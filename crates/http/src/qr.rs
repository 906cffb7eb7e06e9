//! Pairing-code rendering.

use {
    base64::{Engine as _, engine::general_purpose::STANDARD},
    qrcode::{QrCode, render::svg, types::QrError},
};

/// Render a pending pairing code as a `data:image/svg+xml;base64,...` URI
/// suitable for an `<img>` tag.
pub fn data_uri(code: &str) -> Result<String, QrError> {
    let qr = QrCode::new(code.as_bytes())?;
    let image = qr.render::<svg::Color>().min_dimensions(256, 256).build();
    Ok(format!(
        "data:image/svg+xml;base64,{}",
        STANDARD.encode(image)
    ))
}
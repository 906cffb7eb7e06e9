//! Configuration for the warelay gateway.
//!
//! Discovery order: `./warelay.{toml,yaml,yml,json}`, then
//! `~/.config/warelay/`. Missing or unparsable files fall back to defaults
//! so the service can always start.

pub mod env_subst;
pub mod loader;
pub mod schema;

pub use {
    loader::{clear_config_dir, discover_and_load, load_config, set_config_dir},
    schema::{BridgeConfig, GatewayConfig, SessionConfig, WarelayConfig},
};
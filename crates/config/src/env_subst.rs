use std::sync::OnceLock;

use regex::{Captures, Regex};

/// Replace `${ENV_VAR}` placeholders in raw config text.
///
/// Unresolvable variables are left as-is so the parse error (if any) points
/// at the original placeholder.
pub fn substitute_env(input: &str) -> String {
    static PLACEHOLDER: OnceLock<Regex> = OnceLock::new();
    let placeholder = PLACEHOLDER
        .get_or_init(|| Regex::new(r"\$\{([A-Za-z_][A-Za-z0-9_]*)\}").unwrap());

    placeholder
        .replace_all(input, |caps: &Captures| {
            std::env::var(&caps[1]).unwrap_or_else(|_| caps[0].to_string())
        })
        .into_owned()
}
use std::sync::Arc;

use {
    anyhow::Context,
    clap::{Parser, Subcommand},
    tokio::sync::mpsc,
    tracing::info,
    tracing_subscriber::{EnvFilter, fmt, layer::SubscriberExt, util::SubscriberInitExt},
};

use {
    warelay_driver::BridgeDriver, warelay_http::AppState, warelay_session::SessionGateway,
};

#[derive(Parser)]
#[command(name = "warelay", about = "warelay — WhatsApp send gateway")]
struct Cli {
    #[command(subcommand)]
    command: Commands,

    /// Log level (trace, debug, info, warn, error).
    #[arg(long, global = true, default_value = "info")]
    log_level: String,

    /// Output logs as JSON instead of human-readable.
    #[arg(long, global = true, default_value_t = false)]
    json_logs: bool,
}

#[derive(Subcommand)]
enum Commands {
    /// Run the gateway service.
    Serve {
        /// Bind address (overrides config).
        #[arg(long)]
        bind: Option<String>,
        /// Listen port (overrides config).
        #[arg(long)]
        port: Option<u16>,
    },
    /// Send one message through a running gateway.
    Send {
        /// Recipient phone number.
        #[arg(long)]
        to: String,
        #[arg(short, long)]
        message: String,
        /// Base URL of the running gateway.
        #[arg(long, default_value = "http://127.0.0.1:3000", env = "WARELAY_URL")]
        gateway_url: String,
    },
    /// Print the session status of a running gateway.
    Status {
        /// Base URL of the running gateway.
        #[arg(long, default_value = "http://127.0.0.1:3000", env = "WARELAY_URL")]
        gateway_url: String,
    },
}

fn init_telemetry(cli: &Cli) {
    let filter =
        EnvFilter::try_from_default_env().unwrap_or_else(|_| EnvFilter::new(&cli.log_level));

    if cli.json_logs {
        tracing_subscriber::registry()
            .with(filter)
            .with(fmt::layer().json().with_target(true).with_thread_ids(false))
            .init();
    } else {
        tracing_subscriber::registry()
            .with(filter)
            .with(
                fmt::layer()
                    .with_target(false)
                    .with_thread_ids(false)
                    .with_ansi(true),
            )
            .init();
    }
}

#[tokio::main]
async fn main() -> anyhow::Result<()> {
    dotenvy::dotenv().ok();
    let cli = Cli::parse();
    init_telemetry(&cli);

    match cli.command {
        Commands::Serve { bind, port } => serve(bind, port).await,
        Commands::Send {
            to,
            message,
            gateway_url,
        } => send(&gateway_url, &to, &message).await,
        Commands::Status { gateway_url } => status(&gateway_url).await,
    }
}

async fn serve(bind: Option<String>, port: Option<u16>) -> anyhow::Result<()> {
    let config = warelay_config::discover_and_load();
    let bind = bind.unwrap_or_else(|| config.gateway.bind.clone());
    let port = port.unwrap_or(config.gateway.port);

    info!(version = env!("CARGO_PKG_VERSION"), "warelay starting");

    let (events_tx, events_rx) = mpsc::unbounded_channel();
    let driver = Arc::new(BridgeDriver::new(config.bridge.url.clone(), events_tx));
    let gateway = SessionGateway::new(driver, events_rx);
    gateway
        .initialize()
        .await
        .with_context(|| format!("starting platform driver at {}", config.bridge.url))?;

    let state = AppState::new(gateway, &config.session.address_suffix);
    warelay_http::serve(state, &bind, port).await
}

async fn send(base: &str, to: &str, message: &str) -> anyhow::Result<()> {
    let response = reqwest::Client::new()
        .post(format!("{base}/send"))
        .json(&serde_json::json!({ "phone_number": to, "message": message }))
        .send()
        .await
        .with_context(|| format!("gateway unreachable at {base}"))?;

    let status = response.status();
    let body: serde_json::Value = response
        .json()
        .await
        .context("malformed gateway response")?;
    if status.is_success() {
        println!("{}", body["message"].as_str().unwrap_or("sent"));
        return Ok(());
    }
    anyhow::bail!(
        "send failed ({status}): {}",
        body["error"].as_str().unwrap_or("unknown error")
    )
}

async fn status(base: &str) -> anyhow::Result<()> {
    let body: serde_json::Value = reqwest::Client::new()
        .get(format!("{base}/status"))
        .send()
        .await
        .with_context(|| format!("gateway unreachable at {base}"))?
        .json()
        .await
        .context("malformed gateway response")?;

    println!("{}", serde_json::to_string_pretty(&body)?);
    Ok(())
}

▬▬▬

*Exercise*. For each line in the data that contains the string "caps", give a copy of that line.

*Exercise response*.
        .replace_all(input, |caps: &Captures| {
            std::env::var(&caps[1]).unwrap_or_else(|_| caps[0].to_string())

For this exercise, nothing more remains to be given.